* Stored items from a collection
BEGIN
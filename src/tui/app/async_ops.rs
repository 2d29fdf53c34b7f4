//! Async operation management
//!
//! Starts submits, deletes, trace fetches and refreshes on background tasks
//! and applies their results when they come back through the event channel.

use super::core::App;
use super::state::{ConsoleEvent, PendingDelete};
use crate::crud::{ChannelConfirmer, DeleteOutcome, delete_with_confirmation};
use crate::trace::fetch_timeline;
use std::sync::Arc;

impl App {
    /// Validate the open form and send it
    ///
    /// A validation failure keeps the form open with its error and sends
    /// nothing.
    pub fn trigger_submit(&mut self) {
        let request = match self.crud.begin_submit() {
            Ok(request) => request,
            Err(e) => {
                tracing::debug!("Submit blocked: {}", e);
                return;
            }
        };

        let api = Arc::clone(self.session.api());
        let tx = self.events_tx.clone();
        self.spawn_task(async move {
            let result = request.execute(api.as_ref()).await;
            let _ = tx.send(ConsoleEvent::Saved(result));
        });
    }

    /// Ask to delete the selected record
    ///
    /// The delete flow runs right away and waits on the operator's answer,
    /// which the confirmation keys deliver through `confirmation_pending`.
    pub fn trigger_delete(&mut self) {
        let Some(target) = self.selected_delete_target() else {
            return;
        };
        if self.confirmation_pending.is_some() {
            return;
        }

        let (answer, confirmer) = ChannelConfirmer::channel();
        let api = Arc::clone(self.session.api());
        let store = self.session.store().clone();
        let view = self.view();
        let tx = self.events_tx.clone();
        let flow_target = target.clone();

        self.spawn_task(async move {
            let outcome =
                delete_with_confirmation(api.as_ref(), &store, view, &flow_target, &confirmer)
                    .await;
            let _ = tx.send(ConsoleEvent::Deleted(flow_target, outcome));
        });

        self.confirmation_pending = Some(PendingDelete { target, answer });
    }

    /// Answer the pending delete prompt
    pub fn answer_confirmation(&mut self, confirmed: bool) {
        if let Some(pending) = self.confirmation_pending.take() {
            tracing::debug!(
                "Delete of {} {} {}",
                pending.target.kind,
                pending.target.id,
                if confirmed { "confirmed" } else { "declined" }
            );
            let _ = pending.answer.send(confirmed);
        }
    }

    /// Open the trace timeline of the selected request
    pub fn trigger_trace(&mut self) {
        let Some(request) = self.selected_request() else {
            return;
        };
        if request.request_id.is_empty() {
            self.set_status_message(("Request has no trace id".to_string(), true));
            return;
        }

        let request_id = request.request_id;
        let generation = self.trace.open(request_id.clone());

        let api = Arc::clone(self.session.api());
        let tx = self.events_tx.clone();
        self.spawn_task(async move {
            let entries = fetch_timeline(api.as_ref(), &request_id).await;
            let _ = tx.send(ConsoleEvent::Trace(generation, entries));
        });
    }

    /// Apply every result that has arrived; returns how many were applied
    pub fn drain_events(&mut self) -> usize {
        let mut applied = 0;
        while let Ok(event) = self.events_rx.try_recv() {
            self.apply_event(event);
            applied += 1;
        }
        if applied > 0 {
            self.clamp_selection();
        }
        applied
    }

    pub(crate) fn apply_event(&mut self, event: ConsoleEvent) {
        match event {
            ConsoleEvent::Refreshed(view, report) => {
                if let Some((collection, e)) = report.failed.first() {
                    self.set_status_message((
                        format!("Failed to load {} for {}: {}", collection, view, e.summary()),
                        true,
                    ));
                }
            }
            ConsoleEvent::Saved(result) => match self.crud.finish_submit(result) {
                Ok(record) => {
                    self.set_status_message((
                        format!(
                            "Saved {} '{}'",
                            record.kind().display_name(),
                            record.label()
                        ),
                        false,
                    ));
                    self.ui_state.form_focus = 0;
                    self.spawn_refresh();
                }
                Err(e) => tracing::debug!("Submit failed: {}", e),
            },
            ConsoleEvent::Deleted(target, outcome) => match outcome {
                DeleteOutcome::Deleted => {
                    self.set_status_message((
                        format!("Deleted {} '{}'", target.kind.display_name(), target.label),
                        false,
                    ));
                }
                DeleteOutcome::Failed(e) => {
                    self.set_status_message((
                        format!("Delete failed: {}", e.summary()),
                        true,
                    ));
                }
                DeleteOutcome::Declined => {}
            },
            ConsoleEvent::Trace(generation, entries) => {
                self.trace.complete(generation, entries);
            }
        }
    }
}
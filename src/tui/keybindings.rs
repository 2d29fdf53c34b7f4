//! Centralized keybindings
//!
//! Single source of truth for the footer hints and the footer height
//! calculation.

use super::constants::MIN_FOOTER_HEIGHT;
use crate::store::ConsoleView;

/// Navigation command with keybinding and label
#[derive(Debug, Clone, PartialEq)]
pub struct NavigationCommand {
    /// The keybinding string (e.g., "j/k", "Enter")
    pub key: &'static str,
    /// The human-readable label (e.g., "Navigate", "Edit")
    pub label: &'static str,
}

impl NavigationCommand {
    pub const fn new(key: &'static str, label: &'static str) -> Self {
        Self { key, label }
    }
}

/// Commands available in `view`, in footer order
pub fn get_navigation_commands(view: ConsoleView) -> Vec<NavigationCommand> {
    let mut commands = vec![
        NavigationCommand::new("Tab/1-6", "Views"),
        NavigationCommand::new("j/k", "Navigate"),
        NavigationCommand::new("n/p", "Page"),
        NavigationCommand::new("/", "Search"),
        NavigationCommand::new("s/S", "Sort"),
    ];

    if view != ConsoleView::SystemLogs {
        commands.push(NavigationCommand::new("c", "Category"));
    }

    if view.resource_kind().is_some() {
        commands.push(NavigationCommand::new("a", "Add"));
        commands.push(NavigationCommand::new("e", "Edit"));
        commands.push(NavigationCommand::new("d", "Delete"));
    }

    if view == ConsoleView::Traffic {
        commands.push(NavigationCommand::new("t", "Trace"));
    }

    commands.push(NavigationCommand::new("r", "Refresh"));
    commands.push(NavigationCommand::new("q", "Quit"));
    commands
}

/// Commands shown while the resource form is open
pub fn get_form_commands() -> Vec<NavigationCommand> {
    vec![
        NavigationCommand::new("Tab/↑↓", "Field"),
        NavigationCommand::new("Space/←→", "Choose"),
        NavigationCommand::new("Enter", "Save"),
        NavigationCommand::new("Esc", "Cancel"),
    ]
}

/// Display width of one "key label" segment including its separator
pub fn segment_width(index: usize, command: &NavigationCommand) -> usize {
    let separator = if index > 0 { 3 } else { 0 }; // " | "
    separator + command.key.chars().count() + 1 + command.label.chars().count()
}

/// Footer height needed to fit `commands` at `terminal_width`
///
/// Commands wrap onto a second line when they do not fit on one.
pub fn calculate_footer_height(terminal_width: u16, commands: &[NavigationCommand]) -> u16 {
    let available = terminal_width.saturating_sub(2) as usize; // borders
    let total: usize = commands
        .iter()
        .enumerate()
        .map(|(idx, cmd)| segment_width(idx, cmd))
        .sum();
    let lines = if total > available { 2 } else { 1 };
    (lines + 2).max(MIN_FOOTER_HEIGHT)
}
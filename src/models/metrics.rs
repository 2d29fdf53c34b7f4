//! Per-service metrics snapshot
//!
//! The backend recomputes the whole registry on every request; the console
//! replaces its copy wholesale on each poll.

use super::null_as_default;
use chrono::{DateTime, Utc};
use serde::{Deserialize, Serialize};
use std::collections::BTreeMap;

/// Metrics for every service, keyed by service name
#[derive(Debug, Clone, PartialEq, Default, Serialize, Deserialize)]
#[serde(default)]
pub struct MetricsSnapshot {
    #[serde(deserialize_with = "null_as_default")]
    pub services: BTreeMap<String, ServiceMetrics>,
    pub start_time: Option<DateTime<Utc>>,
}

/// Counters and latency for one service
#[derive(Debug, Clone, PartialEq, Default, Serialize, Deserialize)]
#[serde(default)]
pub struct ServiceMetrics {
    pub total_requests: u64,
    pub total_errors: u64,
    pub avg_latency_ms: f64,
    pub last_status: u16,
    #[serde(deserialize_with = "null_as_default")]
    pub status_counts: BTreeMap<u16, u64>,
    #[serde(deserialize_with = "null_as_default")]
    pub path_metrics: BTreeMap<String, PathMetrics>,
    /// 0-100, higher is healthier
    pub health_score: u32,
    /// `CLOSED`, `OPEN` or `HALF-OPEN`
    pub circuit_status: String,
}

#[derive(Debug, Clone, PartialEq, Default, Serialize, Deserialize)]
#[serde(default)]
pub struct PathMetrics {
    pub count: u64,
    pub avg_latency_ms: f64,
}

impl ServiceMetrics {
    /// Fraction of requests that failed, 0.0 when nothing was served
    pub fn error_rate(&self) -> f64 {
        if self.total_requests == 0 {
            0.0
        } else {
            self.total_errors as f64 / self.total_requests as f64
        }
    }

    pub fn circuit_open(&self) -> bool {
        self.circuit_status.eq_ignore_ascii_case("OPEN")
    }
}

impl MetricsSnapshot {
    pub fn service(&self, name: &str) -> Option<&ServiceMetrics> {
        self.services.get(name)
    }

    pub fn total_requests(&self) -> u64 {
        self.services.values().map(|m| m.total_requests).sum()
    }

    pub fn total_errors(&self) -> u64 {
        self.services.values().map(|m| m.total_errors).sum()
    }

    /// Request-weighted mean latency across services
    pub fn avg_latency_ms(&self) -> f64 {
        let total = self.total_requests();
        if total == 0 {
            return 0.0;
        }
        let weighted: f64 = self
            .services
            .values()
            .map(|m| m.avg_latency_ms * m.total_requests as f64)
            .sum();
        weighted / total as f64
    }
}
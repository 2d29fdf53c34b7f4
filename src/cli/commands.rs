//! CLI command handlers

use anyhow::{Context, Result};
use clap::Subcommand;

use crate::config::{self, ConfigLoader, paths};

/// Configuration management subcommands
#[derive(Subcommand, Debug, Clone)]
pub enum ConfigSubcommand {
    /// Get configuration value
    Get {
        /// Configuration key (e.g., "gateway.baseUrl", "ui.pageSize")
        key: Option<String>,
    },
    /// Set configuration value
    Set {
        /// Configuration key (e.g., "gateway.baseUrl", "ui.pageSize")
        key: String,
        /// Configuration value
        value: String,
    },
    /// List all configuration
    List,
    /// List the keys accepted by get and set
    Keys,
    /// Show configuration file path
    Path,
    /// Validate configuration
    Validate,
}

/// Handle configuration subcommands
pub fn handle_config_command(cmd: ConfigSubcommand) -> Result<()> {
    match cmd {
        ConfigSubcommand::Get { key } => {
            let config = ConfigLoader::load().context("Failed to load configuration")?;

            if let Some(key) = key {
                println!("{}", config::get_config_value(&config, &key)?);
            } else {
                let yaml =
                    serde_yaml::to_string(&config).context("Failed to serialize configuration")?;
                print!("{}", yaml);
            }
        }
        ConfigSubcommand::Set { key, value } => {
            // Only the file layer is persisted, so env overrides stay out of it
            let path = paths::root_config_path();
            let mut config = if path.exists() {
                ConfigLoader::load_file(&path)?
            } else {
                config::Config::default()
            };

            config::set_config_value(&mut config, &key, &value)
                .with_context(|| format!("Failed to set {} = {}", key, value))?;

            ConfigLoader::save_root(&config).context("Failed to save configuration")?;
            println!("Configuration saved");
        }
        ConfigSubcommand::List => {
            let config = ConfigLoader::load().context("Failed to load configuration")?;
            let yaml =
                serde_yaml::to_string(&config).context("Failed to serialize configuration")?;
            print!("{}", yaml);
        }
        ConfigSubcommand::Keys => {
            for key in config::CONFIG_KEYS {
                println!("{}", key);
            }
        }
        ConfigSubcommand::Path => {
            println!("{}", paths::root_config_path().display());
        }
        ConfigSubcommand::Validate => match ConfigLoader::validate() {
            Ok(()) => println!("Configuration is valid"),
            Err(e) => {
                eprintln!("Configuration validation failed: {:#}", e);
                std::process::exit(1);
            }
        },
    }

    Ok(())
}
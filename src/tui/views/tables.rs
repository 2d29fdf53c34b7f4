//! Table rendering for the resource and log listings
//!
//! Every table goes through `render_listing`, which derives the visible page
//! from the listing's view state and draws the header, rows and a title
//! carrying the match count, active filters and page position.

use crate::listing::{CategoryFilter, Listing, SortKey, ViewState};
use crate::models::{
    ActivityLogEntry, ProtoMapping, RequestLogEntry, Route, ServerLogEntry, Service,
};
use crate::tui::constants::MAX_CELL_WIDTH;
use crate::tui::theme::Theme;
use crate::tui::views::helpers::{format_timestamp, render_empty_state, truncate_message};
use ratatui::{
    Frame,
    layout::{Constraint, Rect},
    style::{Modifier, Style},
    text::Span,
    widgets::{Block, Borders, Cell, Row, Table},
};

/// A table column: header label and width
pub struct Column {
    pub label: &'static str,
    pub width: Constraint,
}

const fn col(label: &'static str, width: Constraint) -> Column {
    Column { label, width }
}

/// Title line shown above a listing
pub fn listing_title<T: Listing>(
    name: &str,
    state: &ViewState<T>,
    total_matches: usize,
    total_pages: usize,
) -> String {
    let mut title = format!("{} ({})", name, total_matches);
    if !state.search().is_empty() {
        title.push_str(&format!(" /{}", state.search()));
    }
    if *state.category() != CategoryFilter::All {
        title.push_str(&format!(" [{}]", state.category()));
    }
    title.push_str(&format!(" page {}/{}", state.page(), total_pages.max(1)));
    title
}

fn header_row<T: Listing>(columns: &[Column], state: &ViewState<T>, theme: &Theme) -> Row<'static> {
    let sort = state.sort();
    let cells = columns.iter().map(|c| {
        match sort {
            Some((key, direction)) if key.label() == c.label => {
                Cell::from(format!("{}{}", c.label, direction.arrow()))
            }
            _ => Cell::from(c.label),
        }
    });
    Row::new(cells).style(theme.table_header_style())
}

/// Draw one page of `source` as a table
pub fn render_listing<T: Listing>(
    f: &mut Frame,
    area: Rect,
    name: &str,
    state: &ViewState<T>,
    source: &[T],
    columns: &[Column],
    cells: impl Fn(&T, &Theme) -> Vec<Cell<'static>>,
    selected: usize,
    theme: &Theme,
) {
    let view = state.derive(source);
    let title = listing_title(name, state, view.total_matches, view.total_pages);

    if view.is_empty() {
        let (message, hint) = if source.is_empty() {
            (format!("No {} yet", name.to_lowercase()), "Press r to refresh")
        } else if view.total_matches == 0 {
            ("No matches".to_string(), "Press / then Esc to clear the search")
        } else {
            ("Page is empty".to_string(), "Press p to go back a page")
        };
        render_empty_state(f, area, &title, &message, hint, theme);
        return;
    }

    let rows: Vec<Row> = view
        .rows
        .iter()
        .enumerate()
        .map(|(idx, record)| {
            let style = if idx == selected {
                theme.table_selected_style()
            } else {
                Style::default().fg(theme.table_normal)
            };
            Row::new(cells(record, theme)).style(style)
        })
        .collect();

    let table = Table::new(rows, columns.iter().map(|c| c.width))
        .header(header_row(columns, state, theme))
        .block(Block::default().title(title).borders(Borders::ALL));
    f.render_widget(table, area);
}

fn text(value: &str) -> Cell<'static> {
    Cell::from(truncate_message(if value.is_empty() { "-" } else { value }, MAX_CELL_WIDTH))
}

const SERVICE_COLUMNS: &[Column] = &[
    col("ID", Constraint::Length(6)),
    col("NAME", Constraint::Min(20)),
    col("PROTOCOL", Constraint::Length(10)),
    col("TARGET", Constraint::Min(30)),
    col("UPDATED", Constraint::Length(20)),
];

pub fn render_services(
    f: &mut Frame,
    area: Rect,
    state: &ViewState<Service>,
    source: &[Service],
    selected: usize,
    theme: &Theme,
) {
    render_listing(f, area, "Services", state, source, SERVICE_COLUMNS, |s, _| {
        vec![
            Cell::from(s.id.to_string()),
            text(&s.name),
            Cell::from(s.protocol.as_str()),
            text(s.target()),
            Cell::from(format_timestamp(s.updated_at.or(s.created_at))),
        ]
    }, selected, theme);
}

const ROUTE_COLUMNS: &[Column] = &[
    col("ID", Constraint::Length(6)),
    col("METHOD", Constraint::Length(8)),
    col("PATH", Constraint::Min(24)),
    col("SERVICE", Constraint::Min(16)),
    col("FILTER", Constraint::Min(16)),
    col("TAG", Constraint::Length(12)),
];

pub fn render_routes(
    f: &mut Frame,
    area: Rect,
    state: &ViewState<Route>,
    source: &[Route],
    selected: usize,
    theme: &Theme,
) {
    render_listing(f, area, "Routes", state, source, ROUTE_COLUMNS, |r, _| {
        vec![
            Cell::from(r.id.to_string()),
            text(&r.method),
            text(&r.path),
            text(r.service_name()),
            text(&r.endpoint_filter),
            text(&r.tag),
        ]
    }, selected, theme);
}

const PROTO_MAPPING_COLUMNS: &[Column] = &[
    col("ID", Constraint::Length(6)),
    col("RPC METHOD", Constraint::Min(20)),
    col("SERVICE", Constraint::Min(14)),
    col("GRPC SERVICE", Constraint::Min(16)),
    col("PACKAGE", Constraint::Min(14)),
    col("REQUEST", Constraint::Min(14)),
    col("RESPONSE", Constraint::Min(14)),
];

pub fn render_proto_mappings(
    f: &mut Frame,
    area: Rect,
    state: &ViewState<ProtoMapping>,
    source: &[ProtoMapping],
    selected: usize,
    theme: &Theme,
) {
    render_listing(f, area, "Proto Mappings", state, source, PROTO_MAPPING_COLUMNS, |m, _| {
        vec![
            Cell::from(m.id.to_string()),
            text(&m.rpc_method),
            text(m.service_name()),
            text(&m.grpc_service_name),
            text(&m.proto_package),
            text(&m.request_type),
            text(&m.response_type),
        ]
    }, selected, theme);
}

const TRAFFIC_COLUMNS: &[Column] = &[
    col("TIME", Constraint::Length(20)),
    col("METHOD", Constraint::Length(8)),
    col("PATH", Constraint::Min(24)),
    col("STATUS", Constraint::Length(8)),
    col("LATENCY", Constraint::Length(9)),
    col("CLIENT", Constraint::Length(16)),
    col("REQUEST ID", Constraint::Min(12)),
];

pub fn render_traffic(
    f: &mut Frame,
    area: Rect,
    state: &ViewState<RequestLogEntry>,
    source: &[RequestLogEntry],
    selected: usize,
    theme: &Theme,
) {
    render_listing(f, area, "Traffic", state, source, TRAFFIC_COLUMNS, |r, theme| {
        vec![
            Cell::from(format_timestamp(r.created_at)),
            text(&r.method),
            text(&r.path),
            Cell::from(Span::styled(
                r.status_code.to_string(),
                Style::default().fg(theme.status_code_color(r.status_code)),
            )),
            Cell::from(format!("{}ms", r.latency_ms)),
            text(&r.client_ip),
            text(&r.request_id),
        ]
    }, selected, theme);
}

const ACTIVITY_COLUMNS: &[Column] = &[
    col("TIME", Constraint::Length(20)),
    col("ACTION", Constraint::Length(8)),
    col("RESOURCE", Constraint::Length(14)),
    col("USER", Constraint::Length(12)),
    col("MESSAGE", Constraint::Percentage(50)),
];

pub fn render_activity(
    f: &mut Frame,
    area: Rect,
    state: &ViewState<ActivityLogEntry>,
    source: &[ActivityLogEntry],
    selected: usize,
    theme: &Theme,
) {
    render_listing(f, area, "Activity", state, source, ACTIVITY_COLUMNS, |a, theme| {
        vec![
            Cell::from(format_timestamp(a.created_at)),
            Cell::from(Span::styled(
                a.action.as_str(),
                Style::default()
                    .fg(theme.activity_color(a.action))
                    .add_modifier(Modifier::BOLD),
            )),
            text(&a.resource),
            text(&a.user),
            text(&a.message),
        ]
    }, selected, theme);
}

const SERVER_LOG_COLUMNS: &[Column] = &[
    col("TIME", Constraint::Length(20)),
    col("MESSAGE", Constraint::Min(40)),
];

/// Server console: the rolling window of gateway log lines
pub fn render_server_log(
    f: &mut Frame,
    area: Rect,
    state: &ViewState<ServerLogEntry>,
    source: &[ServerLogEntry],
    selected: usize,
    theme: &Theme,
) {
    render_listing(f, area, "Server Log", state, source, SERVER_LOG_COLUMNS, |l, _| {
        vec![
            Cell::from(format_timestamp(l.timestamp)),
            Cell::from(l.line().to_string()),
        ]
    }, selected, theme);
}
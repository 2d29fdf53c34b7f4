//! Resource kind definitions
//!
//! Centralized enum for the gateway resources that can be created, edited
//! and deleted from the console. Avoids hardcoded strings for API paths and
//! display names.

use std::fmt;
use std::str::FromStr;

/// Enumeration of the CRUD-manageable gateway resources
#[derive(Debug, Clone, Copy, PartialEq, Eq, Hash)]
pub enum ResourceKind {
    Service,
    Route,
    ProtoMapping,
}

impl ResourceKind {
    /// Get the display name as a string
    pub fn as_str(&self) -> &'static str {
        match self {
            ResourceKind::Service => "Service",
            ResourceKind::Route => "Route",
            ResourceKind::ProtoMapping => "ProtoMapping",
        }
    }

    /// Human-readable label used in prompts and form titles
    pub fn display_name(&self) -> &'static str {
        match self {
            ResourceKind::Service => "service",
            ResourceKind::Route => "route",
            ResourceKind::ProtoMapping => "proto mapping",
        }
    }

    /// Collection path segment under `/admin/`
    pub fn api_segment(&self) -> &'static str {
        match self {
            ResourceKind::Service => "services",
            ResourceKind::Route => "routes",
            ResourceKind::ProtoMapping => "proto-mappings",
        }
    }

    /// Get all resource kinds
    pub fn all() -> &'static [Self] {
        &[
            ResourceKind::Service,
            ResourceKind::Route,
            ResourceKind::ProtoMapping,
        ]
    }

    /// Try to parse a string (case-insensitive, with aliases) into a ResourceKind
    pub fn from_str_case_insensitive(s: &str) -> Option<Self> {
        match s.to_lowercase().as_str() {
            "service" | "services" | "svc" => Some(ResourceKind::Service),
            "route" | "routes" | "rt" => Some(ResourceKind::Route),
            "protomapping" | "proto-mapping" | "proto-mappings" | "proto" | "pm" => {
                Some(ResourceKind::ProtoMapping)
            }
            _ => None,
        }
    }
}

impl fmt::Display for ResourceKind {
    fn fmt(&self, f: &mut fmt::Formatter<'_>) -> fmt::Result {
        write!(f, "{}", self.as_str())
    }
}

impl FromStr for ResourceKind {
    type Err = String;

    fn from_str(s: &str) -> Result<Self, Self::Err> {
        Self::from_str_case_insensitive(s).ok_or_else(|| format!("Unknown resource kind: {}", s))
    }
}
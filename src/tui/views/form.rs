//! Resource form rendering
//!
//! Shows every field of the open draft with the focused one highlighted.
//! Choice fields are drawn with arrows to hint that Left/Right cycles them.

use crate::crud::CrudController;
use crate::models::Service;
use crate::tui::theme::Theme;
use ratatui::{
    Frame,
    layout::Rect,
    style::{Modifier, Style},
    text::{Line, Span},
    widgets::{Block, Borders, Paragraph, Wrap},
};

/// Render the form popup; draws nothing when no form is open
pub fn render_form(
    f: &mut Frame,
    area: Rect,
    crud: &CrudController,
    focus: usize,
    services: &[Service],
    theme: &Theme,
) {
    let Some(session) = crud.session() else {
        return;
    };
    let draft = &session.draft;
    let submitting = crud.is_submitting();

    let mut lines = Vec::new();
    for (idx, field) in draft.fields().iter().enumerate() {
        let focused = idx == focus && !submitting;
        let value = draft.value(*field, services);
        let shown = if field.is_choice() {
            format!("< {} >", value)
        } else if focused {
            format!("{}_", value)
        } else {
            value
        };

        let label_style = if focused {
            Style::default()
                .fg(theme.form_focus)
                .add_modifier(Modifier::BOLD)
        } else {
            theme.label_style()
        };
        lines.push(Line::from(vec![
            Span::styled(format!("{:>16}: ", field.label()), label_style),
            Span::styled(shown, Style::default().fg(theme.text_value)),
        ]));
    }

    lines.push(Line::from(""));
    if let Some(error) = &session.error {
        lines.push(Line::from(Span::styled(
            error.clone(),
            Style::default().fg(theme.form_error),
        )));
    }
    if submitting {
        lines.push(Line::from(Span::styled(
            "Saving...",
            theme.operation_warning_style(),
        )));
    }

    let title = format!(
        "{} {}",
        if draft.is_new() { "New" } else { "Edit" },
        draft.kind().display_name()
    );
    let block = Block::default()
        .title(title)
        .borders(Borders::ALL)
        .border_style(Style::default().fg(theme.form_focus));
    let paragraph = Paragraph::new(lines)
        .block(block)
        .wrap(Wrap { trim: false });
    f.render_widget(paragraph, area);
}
END
* TASK DESCRIPTION
Which lines of the data include the string "constants"? Find them and copy each one.

* EXERCISE RESPONSE
use super::constants::MIN_FOOTER_HEIGHT;
use crate::tui::constants::MAX_CELL_WIDTH;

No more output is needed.